=== Begin Enclosure ===

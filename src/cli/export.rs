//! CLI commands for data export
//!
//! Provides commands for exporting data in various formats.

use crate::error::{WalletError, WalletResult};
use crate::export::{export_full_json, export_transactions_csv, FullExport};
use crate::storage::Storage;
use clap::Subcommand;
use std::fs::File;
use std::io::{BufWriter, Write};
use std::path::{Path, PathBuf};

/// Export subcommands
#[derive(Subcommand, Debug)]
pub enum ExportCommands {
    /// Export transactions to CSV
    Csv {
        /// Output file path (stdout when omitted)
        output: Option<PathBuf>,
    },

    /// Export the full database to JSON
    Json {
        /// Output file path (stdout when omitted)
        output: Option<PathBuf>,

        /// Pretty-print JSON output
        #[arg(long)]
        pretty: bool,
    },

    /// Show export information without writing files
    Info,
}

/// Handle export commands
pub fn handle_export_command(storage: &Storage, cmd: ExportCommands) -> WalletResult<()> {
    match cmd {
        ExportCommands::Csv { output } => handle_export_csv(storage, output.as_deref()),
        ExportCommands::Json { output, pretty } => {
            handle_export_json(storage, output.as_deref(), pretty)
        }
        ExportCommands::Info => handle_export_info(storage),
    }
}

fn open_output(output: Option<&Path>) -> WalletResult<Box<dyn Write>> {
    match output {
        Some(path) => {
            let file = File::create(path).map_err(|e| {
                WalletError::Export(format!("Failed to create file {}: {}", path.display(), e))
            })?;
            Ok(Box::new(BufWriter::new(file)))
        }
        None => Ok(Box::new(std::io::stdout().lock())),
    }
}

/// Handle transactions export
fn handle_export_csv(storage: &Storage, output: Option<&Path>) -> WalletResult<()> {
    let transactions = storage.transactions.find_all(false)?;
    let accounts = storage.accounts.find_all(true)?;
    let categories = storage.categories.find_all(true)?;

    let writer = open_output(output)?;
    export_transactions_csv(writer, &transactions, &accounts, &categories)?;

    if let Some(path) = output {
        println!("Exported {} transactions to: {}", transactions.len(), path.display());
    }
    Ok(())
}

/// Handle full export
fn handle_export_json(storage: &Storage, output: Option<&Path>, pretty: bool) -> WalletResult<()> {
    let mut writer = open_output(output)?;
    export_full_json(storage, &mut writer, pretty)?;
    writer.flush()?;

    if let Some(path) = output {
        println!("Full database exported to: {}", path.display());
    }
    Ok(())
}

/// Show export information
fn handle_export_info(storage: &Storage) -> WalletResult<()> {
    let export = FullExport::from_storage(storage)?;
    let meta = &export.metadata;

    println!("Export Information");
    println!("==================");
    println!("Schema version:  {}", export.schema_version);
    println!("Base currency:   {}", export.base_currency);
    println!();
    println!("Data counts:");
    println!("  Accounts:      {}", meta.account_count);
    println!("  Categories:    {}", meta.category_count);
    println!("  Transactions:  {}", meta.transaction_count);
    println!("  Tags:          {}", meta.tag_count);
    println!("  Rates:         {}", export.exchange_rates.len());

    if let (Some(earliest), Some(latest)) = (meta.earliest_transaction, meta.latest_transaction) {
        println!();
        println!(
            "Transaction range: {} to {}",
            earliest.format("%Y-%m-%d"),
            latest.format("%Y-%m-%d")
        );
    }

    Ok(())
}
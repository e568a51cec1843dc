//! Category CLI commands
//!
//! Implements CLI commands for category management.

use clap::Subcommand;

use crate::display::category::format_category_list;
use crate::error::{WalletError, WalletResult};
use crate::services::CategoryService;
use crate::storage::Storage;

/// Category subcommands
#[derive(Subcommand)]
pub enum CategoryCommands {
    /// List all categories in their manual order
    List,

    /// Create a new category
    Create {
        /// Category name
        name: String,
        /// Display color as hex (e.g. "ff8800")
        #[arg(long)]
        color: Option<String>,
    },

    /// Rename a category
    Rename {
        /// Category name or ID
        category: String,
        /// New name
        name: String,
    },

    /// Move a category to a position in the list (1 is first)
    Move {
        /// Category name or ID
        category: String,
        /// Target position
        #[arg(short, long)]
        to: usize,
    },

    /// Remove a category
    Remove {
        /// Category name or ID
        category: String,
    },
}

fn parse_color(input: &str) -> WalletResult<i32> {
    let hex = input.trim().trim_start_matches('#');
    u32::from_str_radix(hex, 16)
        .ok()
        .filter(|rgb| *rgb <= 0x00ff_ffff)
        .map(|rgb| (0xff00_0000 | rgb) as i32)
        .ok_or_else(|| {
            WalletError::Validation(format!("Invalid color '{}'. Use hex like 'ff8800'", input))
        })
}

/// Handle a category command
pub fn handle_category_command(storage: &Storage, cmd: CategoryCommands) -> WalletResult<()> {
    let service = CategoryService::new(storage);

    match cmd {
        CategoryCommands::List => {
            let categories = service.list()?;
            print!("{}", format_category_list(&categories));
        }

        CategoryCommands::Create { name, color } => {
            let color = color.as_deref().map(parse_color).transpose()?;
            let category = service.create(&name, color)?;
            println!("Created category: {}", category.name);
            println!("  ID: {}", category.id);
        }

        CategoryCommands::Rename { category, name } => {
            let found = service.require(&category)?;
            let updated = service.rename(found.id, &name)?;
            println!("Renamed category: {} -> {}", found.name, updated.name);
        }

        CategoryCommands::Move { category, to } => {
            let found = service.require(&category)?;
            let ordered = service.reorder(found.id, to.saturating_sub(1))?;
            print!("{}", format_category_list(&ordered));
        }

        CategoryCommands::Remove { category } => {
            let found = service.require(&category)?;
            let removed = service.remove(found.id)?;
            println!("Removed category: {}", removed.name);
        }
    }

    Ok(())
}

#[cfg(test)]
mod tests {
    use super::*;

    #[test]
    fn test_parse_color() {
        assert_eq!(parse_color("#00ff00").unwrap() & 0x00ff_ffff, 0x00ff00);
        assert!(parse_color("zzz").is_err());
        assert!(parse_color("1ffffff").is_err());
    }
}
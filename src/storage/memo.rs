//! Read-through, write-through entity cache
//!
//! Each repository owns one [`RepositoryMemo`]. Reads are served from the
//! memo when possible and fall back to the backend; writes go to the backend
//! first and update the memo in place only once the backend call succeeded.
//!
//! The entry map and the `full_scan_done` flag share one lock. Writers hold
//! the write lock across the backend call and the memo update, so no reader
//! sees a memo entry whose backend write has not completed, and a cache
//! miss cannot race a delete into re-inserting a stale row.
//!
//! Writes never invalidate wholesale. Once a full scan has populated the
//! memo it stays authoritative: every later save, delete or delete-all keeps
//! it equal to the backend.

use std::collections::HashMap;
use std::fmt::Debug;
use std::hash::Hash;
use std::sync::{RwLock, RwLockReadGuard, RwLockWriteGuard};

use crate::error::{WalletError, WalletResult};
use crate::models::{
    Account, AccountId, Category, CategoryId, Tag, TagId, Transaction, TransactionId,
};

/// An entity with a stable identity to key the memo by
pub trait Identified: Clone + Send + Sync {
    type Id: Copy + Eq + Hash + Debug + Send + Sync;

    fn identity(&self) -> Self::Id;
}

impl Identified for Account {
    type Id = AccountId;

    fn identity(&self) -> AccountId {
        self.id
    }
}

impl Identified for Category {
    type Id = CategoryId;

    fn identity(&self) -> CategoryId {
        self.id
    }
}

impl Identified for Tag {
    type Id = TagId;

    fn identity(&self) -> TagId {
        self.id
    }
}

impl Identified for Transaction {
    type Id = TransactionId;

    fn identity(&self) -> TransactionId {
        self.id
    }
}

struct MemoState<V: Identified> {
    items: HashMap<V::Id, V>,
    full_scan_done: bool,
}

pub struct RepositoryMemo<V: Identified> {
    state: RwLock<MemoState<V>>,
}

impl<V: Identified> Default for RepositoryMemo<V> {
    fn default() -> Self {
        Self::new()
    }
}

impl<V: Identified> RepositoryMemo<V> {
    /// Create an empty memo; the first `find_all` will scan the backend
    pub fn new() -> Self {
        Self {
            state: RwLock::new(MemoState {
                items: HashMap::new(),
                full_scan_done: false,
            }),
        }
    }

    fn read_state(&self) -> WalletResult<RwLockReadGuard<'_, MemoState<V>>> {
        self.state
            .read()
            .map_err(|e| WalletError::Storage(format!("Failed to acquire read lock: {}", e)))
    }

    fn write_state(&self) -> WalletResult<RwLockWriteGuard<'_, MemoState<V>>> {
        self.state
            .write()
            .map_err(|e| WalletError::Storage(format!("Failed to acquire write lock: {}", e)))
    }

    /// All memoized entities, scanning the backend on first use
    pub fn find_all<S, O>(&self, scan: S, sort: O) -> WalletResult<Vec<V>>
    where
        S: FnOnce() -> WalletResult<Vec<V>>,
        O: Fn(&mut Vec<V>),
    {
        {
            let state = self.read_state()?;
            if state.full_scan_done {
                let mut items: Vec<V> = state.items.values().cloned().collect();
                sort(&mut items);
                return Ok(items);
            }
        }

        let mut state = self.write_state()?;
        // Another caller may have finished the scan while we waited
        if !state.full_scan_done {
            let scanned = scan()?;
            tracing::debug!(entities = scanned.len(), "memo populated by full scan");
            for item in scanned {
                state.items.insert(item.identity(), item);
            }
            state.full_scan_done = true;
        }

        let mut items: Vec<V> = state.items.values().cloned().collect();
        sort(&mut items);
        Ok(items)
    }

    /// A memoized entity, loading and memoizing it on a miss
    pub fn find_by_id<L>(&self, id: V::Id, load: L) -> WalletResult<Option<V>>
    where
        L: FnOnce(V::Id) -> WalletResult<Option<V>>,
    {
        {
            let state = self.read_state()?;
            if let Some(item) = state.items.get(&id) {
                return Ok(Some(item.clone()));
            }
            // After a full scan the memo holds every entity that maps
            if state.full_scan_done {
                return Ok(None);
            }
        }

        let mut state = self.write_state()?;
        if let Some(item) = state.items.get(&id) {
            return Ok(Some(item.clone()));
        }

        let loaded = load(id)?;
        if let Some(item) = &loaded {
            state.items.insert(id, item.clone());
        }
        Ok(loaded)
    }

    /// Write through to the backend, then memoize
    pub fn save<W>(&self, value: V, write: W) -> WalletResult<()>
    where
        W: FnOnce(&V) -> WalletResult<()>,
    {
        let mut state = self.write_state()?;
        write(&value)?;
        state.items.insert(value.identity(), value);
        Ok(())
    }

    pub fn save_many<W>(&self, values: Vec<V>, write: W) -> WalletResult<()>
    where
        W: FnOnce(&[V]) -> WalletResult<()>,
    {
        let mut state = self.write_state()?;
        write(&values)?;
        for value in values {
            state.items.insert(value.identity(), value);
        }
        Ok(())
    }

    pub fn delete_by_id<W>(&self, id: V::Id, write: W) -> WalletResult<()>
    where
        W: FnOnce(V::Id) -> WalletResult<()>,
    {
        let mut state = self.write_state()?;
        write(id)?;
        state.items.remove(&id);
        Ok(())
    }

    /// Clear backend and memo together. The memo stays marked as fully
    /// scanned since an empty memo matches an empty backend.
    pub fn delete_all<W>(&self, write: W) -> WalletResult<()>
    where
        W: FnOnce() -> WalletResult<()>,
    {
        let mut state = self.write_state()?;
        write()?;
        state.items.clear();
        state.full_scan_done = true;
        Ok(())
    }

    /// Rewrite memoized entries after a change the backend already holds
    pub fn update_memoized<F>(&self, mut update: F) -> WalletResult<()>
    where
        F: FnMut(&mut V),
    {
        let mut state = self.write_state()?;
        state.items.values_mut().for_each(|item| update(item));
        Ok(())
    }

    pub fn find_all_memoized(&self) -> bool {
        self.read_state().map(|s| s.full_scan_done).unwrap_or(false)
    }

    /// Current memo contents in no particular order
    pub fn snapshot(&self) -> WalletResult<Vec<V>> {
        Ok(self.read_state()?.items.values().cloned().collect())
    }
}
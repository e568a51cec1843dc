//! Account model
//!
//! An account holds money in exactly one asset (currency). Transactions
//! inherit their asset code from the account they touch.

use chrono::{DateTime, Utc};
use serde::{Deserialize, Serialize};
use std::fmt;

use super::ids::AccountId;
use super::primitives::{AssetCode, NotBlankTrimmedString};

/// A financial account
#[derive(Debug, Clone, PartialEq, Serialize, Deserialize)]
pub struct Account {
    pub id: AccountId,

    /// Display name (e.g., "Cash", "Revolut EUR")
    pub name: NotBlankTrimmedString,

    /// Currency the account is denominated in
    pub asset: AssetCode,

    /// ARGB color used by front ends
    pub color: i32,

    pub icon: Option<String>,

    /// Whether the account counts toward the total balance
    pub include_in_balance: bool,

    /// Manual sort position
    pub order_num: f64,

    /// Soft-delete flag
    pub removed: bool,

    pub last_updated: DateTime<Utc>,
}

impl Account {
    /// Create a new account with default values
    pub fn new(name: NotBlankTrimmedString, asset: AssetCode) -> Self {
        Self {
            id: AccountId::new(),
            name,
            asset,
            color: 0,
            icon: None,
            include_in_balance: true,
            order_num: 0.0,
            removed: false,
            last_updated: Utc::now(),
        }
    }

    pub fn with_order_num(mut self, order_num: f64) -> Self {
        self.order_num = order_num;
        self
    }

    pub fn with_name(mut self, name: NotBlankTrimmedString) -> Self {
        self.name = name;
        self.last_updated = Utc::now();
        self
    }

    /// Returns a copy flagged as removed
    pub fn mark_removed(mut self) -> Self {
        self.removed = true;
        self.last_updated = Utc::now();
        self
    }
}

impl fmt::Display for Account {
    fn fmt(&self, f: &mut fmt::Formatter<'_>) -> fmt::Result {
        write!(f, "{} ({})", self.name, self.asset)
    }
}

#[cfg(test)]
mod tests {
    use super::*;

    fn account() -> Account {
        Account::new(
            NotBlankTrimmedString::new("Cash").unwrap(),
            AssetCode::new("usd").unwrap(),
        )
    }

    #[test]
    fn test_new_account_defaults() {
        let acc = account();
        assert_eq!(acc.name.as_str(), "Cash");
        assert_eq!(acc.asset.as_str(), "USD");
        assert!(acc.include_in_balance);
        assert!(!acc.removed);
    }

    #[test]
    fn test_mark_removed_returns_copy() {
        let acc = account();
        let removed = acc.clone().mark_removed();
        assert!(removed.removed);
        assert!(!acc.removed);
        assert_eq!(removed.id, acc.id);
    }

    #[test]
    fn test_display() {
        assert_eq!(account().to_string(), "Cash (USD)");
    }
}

=== End Enclosure ===

Required action ▸ Leave out every line above except those from the line with "handle_export_json(storage, output.as_deref(), pretty)" up to and including the line with "let writer = open_output(output)?;", and copy those exactly.

Answer space ▸
            handle_export_json(storage, output.as_deref(), pretty)
        }
        ExportCommands::Info => handle_export_info(storage),
    }
}

fn open_output(output: Option<&Path>) -> WalletResult<Box<dyn Write>> {
    match output {
        Some(path) => {
            let file = File::create(path).map_err(|e| {
                WalletError::Export(format!("Failed to create file {}: {}", path.display(), e))
            })?;
            Ok(Box::new(BufWriter::new(file)))
        }
        None => Ok(Box::new(std::io::stdout().lock())),
    }
}

/// Handle transactions export
fn handle_export_csv(storage: &Storage, output: Option<&Path>) -> WalletResult<()> {
    let transactions = storage.transactions.find_all(false)?;
    let accounts = storage.accounts.find_all(true)?;
    let categories = storage.categories.find_all(true)?;

    let writer = open_output(output)?;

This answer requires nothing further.